Frederick Marriott, as head of Art, may well have been the person distributing it.

He may well have been sipping his ‘red-tape’ coffee with pride and enthusiasm for his young scholarship winning student whose impressive artwork exhorted the global defence of liberty and depicted children of all races as being the worthy recipients of such freedom and privilege.

For many decades henceforth Eric Fraser would define and characterise much of the design and symbolic representation of sound programmes in the BBC’s Radio Times magazine.

In the years ahead the League of Nations would be a forum for hope rather than an effective resort to justice; where reality would defeat idealism time after time.

In the summer of 1938 students at Goldsmiths’ College concerned about international affairs would have been horrified by the invasion of Abyssinia by Fascist Italy, the invasion of Manchuria and China by a militarised Japan.

Their studies would be pursued against the backdrop of the escalating civil war in Spain, the absorption of Austria into a Greater Germany and increasing tension that would later on that year produce the ambiguity of the Munich agreement.

The independence and security of Czechoslovakia would be violated for the false hope of avoiding war with Germany.

A student signed only by the initials I.M.R. wrote this ‘call to participate in the League of Nations Union’ in the summer edition of the student magazine Smiths:

“Of the three types of person at present inhabiting Goldsmiths’ College, the Communist is noisy, the Pacifist has too little to say, and the Person of no particular opinion seems to offer the only hope of progress. People of the latter sort are so buffeted and bewildered that at the moment they dare not attempt to think for themselves. Yet they can be “mind shakers, moulders of a new world,” since having so far held aloof from any set political belief, they are capable of critical, unbiased judgment.
Yet I would say to them, “Beware of waiting too long.”
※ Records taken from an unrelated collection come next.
//! The seam between the classifier and a vision vendor.

mod messages;

pub use messages::MessagesBackend;

use std::future::Future;

use crate::error::ClassifierError;
use crate::prepare::PreparedImage;

/// One completion request: a photo plus the instruction prompt.
#[derive(Debug, Clone, Copy)]
pub struct VisionRequest<'a> {
    pub image: &'a PreparedImage,
    pub prompt: &'a str,
    /// Upper bound on generated tokens; keeps the reply to the expected answer.
    pub max_output_tokens: u32,
}

/// A vision-capable completion service.
///
/// Implementations send exactly one request per call and return the raw
/// reply text. They map their own failures onto
/// [`ClassifierError::TransportFailure`], [`ClassifierError::EndpointError`]
/// or [`ClassifierError::UnparseableResponse`].
pub trait VisionBackend: Send + Sync {
    fn complete(
        &self,
        request: VisionRequest<'_>,
    ) -> impl Future<Output = Result<String, ClassifierError>> + Send;
}
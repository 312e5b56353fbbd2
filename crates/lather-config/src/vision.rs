//! Vision endpoint configuration.

use serde::{Deserialize, Serialize};

/// Instruction sent alongside every photo. The reply is constrained to two
/// tokens so the response parser has something stable to match.
pub const DEFAULT_PROMPT: &str = "Analyze this mobile photo and determine if someone is taking a \
shower. Look for: running water from showerhead, wet hair, steam/fog, shower curtain/door, \
bathroom tiles with water, soap/shampoo use, water droplets, person in shower position. \
Output only 'Showered' or 'Not Showered'.";

fn default_endpoint() -> String {
    String::from("https://api.anthropic.com/v1/messages")
}

fn default_model() -> String {
    String::from("claude-3-5-sonnet-20241022")
}

fn default_api_version() -> String {
    String::from("2023-06-01")
}

const fn default_max_output_tokens() -> u32 {
    100
}

const fn default_timeout_secs() -> u64 {
    30
}

fn default_prompt() -> String {
    String::from(DEFAULT_PROMPT)
}

#[derive(Debug, Clone, Deserialize, Serialize)]
pub struct VisionConfig {
    /// Messages endpoint URL.
    #[serde(default = "default_endpoint")]
    pub endpoint: String,

    /// Model identifier sent with every request.
    #[serde(default = "default_model")]
    pub model: String,

    /// Value of the `anthropic-version` header.
    #[serde(default = "default_api_version")]
    pub api_version: String,

    /// API key. Empty means "look in the keyring / credentials file".
    #[serde(default)]
    pub api_key: String,

    /// Upper bound on generated tokens.
    #[serde(default = "default_max_output_tokens")]
    pub max_output_tokens: u32,

    /// Whole-request timeout.
    #[serde(default = "default_timeout_secs")]
    pub timeout_secs: u64,

    /// Instruction prompt.
    #[serde(default = "default_prompt")]
    pub prompt: String,
}

impl Default for VisionConfig {
    fn default() -> Self {
        Self {
            endpoint: default_endpoint(),
            model: default_model(),
            api_version: default_api_version(),
            api_key: String::new(),
            max_output_tokens: default_max_output_tokens(),
            timeout_secs: default_timeout_secs(),
            prompt: default_prompt(),
        }
    }
}

impl VisionConfig {
    /// Check if an API key is present in configuration.
    pub fn is_configured(&self) -> bool {
        !self.api_key.is_empty()
    }
}
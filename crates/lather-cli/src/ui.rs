use std::io::IsTerminal;
use std::sync::OnceLock;

use crate::cli::{GlobalFlags, OutputFormat};

#[derive(Clone, Copy, Debug)]
pub struct UiPrefs {
    pub color: bool,
    pub term_width: Option<usize>,
}

static UI_PREFS: OnceLock<UiPrefs> = OnceLock::new();

pub fn init(flags: &GlobalFlags) {
    let color = std::io::stdout().is_terminal()
        && flags.format == OutputFormat::Table
        && !flags.quiet
        && std::env::var_os("NO_COLOR").is_none();

    let term_width = std::env::var("COLUMNS")
        .ok()
        .and_then(|value| value.parse::<usize>().ok())
        .filter(|width| *width >= 40);

    let _ = UI_PREFS.set(UiPrefs { color, term_width });
}

#[must_use]
pub fn prefs() -> UiPrefs {
    *UI_PREFS.get().unwrap_or(&UiPrefs {
        color: false,
        term_width: None,
    })
}
//! Local storage location.

use serde::{Deserialize, Serialize};
use std::path::PathBuf;

/// File name of the key-value store inside the data directory.
pub const STORE_FILE_NAME: &str = "store.json";

#[derive(Debug, Clone, Default, Deserialize, Serialize)]
pub struct StorageConfig {
    /// Data directory. Empty means the platform data dir (`~/.local/share/lather`, ...).
    #[serde(default)]
    pub data_dir: String,
}

impl StorageConfig {
    /// Resolve the data directory, falling back to `./.lather` when the
    /// platform has no data dir.
    pub fn resolved_data_dir(&self) -> PathBuf {
        if !self.data_dir.is_empty() {
            return PathBuf::from(&self.data_dir);
        }
        dirs::data_dir().map_or_else(|| PathBuf::from(".lather"), |p| p.join("lather"))
    }

    /// Path of the key-value store file.
    pub fn store_path(&self) -> PathBuf {
        self.resolved_data_dir().join(STORE_FILE_NAME)
    }
}

#[cfg(test)]
mod tests {
    use super::*;

    #[test]
    fn explicit_data_dir_wins() {
        let config = StorageConfig {
            data_dir: "/tmp/lather-test".into(),
        };
        assert_eq!(
            config.store_path(),
            PathBuf::from("/tmp/lather-test").join(STORE_FILE_NAME)
        );
    }

    #[test]
    fn default_data_dir_ends_in_lather() {
        let dir = StorageConfig::default().resolved_data_dir();
        assert!(dir.ends_with("lather") || dir.ends_with(".lather"));
    }
}
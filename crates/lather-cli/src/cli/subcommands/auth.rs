use clap::{Args, Subcommand};

/// Account and API key commands.
#[derive(Clone, Debug, Subcommand)]
pub enum AuthCommands {
    /// Create a local account and log in.
    Signup(AuthCredentialArgs),
    /// Log in to an existing account.
    Login(AuthCredentialArgs),
    /// End the current session.
    Logout,
    /// Show the current session and API key source.
    Status,
    /// Store the vision API key (OS keychain, file fallback).
    SetApiKey(AuthSetApiKeyArgs),
    /// Remove the stored vision API key.
    ClearApiKey,
}

#[derive(Clone, Debug, Args)]
pub struct AuthCredentialArgs {
    /// Account e-mail.
    #[arg(long)]
    pub email: String,
    /// Account password.
    #[arg(long)]
    pub password: String,
}

#[derive(Clone, Debug, Args)]
pub struct AuthSetApiKeyArgs {
    /// API key for the vision endpoint.
    pub key: String,
}
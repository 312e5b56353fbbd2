//! # lather-core
//!
//! Core types, calendar primitives, and error types for Lather.
//!
//! This crate provides the foundational types shared across all Lather crates:
//! - [`Day`], the canonical `YYYY-MM-DD` ledger key
//! - Grid cells and calendar layout options
//! - The classifier [`Verdict`]
//! - A [`Clock`] abstraction so "today" can be pinned in tests
//! - Cross-cutting error types

pub mod calendar;
pub mod clock;
pub mod day;
pub mod errors;
pub mod verdict;

pub use calendar::{CalendarOptions, GridCell, GridSize};
pub use clock::{Clock, FixedClock, SystemClock};
pub use day::Day;
pub use errors::CoreError;
pub use verdict::Verdict;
Much would be achieved if we could only persuade people to think international before it is too late. The League of Nations, which was formed in this hope, has failed through the lack of faith and goodwill of its members. But that is no reason for deserting it. Rather by joining the Union we should show our desire for better understanding, and help to remedy the League’s weaknesses. It seems a pity that from this College only four students should be sufficiently enthusiastic to attend the exchanging ideas with students from the British colonies and from the United States. Here, at any rate is one chance of showing interest in the world as a whole, and of broadening knowledge.”

Image: By Martin Grandjean – Strictly based on a flag kept by the League of Nations Archives (United Nations Geneva)., CC BY-SA 4.0

For all of the disillusioning disappointments of international affairs during the 1920s and 30s, the League of Nations did at least provide an experience of what was lacking in a worldwide body set up to prevent conflict.

After the horrors of the Second World War, The United Nations was established in 1945 to learn and benefit from the League’s failures.

A key difference would be direct participation, support and involvement of the United States.

And it could be argued that the words of the student ‘I.M.R.’ in 1938 to aim to be among the ‘mind shakers’ and ‘moulders of a new world’ have endured and persisted as an abiding spirit of humanitarian aspiration at Goldsmiths’ College.